_Exercise instructions:_
Your task is to find every line of the data that holds the string "given" and copy it.

====== Supplied data

//! Color functions built on the cellular kernel.
//!
//! Each variant is a [`NoiseField`]. [`NoiseVariant`] picks one from a
//! [`NoiseType`] so the face sampler never needs to know which it got.

use cellcube_spec::NoiseType;

use super::{smoothstep, CellularNoise, FieldValue, NoiseField, Point3};
use crate::color::Color;

/// Default `f2 - f1` band in which [`EdgeMix`] blends toward the edge color.
pub const DEFAULT_EDGE_THRESHOLD: f64 = 0.05;

/// Default `f2 - f1` band over which [`RoundEdgeMix`] falls off.
pub const DEFAULT_ROUND_TRANSITION: f64 = 0.1;

/// Smallest accepted band width.
const MIN_BAND: f64 = 1e-6;

/// Plain cell colors.
#[derive(Debug, Clone, Copy)]
pub struct BaseCells {
    kernel: CellularNoise,
}

impl BaseCells {
    pub fn new(kernel: CellularNoise) -> Self {
        Self { kernel }
    }

    /// Color of the nearest feature point.
    pub fn color_at(&self, p: Point3) -> Color {
        self.kernel.evaluate(p).color
    }
}

impl NoiseField for BaseCells {
    fn sample(&self, p: Point3) -> FieldValue {
        FieldValue::Color(self.color_at(p))
    }
}

/// Cell colors blended linearly toward an edge color near boundaries.
#[derive(Debug, Clone, Copy)]
pub struct EdgeMix {
    kernel: CellularNoise,
    threshold: f64,
    edge_color: Color,
}

impl EdgeMix {
    /// Black edges with the default threshold.
    pub fn new(kernel: CellularNoise) -> Self {
        Self {
            kernel,
            threshold: DEFAULT_EDGE_THRESHOLD,
            edge_color: Color::black(),
        }
    }

    /// Set the edge band width.
    pub fn with_threshold(mut self, threshold: f64) -> Self {
        self.threshold = threshold.max(MIN_BAND);
        self
    }

    /// Set the edge color.
    pub fn with_edge_color(mut self, edge_color: Color) -> Self {
        self.edge_color = edge_color;
        self
    }

    pub fn threshold(&self) -> f64 {
        self.threshold
    }

    /// Blend weight toward the edge color for a given `f2 - f1`.
    ///
    /// 1 on the boundary, falling linearly to 0 at the threshold.
    pub fn edge_weight(&self, edge_distance: f64) -> f64 {
        if edge_distance < self.threshold {
            (self.threshold - edge_distance) / self.threshold
        } else {
            0.0
        }
    }

    pub fn color_at(&self, p: Point3) -> Color {
        let sample = self.kernel.evaluate(p);
        sample
            .color
            .lerp(&self.edge_color, self.edge_weight(sample.edge_distance()))
    }
}

impl NoiseField for EdgeMix {
    fn sample(&self, p: Point3) -> FieldValue {
        FieldValue::Color(self.color_at(p))
    }
}

/// Cell colors with a smoothstep falloff toward the edge color.
#[derive(Debug, Clone, Copy)]
pub struct RoundEdgeMix {
    kernel: CellularNoise,
    transition: f64,
    edge_color: Color,
}

impl RoundEdgeMix {
    /// Black edges with the default transition width.
    pub fn new(kernel: CellularNoise) -> Self {
        Self {
            kernel,
            transition: DEFAULT_ROUND_TRANSITION,
            edge_color: Color::black(),
        }
    }

    /// Set the falloff band width.
    pub fn with_transition(mut self, transition: f64) -> Self {
        self.transition = transition.max(MIN_BAND);
        self
    }

    /// Set the edge color.
    pub fn with_edge_color(mut self, edge_color: Color) -> Self {
        self.edge_color = edge_color;
        self
    }

    pub fn transition(&self) -> f64 {
        self.transition
    }

    pub fn edge_color(&self) -> Color {
        self.edge_color
    }

    /// Blend weight for a given `f2 - f1`: `1 - smoothstep(d / transition)`.
    ///
    /// Monotonically decreasing with zero slope at both ends of the band.
    pub fn edge_weight(&self, edge_distance: f64) -> f64 {
        if edge_distance < self.transition {
            1.0 - smoothstep((edge_distance / self.transition).clamp(0.0, 1.0))
        } else {
            0.0
        }
    }

    /// Edge proximity alone, as a single channel in [0, 1].
    pub fn edge_alpha(&self, p: Point3) -> f64 {
        self.edge_weight(self.kernel.evaluate(p).edge_distance())
    }

    pub fn color_at(&self, p: Point3) -> Color {
        let sample = self.kernel.evaluate(p);
        sample
            .color
            .lerp(&self.edge_color, self.edge_weight(sample.edge_distance()))
    }
}

impl NoiseField for RoundEdgeMix {
    fn sample(&self, p: Point3) -> FieldValue {
        FieldValue::Color(self.color_at(p))
    }
}

/// A flat edge color whose alpha is the rounded edge weight: solid on cell
/// boundaries, fully transparent inside cells.
#[derive(Debug, Clone, Copy)]
pub struct TransparentEdges {
    round: RoundEdgeMix,
}

impl TransparentEdges {
    /// White edges with the default transition width.
    pub fn new(kernel: CellularNoise) -> Self {
        Self {
            round: RoundEdgeMix::new(kernel).with_edge_color(Color::white()),
        }
    }

    pub fn with_edge_color(mut self, edge_color: Color) -> Self {
        self.round = self.round.with_edge_color(edge_color);
        self
    }

    pub fn with_transition(mut self, transition: f64) -> Self {
        self.round = self.round.with_transition(transition);
        self
    }

    pub fn color_at(&self, p: Point3) -> Color {
        self.round
            .edge_color()
            .with_alpha(self.round.edge_alpha(p))
    }
}

impl NoiseField for TransparentEdges {
    fn sample(&self, p: Point3) -> FieldValue {
        FieldValue::Color(self.color_at(p))
    }

    fn has_alpha(&self) -> bool {
        true
    }
}

/// The noise field selected for a run.
#[derive(Debug, Clone, Copy)]
pub enum NoiseVariant {
    Base(BaseCells),
    Edges(EdgeMix),
    Rounded(RoundEdgeMix),
    Transparent(TransparentEdges),
}

impl NoiseVariant {
    /// Build the variant for `noise_type` over a kernel seeded with `seed`.
    ///
    /// `edge_color` overrides the variant's default edge color; it has no
    /// effect on [`NoiseType::Base`].
    pub fn from_type(noise_type: NoiseType, seed: u32, edge_color: Option<Color>) -> Self {
        let kernel = CellularNoise::new(seed);
        match noise_type {
            NoiseType::Base => NoiseVariant::Base(BaseCells::new(kernel)),
            NoiseType::Edges => {
                let mut v = EdgeMix::new(kernel);
                if let Some(c) = edge_color {
                    v = v.with_edge_color(c);
                }
                NoiseVariant::Edges(v)
            }
            NoiseType::Rounded => {
                let mut v = RoundEdgeMix::new(kernel);
                if let Some(c) = edge_color {
                    v = v.with_edge_color(c);
                }
                NoiseVariant::Rounded(v)
            }
            NoiseType::Transparent => {
                let mut v = TransparentEdges::new(kernel);
                if let Some(c) = edge_color {
                    v = v.with_edge_color(c);
                }
                NoiseVariant::Transparent(v)
            }
        }
    }
}

impl NoiseField for NoiseVariant {
    fn sample(&self, p: Point3) -> FieldValue {
        match self {
            NoiseVariant::Base(v) => v.sample(p),
            NoiseVariant::Edges(v) => v.sample(p),
            NoiseVariant::Rounded(v) => v.sample(p),
            NoiseVariant::Transparent(v) => v.sample(p),
        }
    }

    fn has_alpha(&self) -> bool {
        matches!(self, NoiseVariant::Transparent(_))
    }
}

============

_Result below:_
    /// Blend weight toward the edge color for a given `f2 - f1`.
    /// Blend weight for a given `f2 - f1`: `1 - smoothstep(d / transition)`.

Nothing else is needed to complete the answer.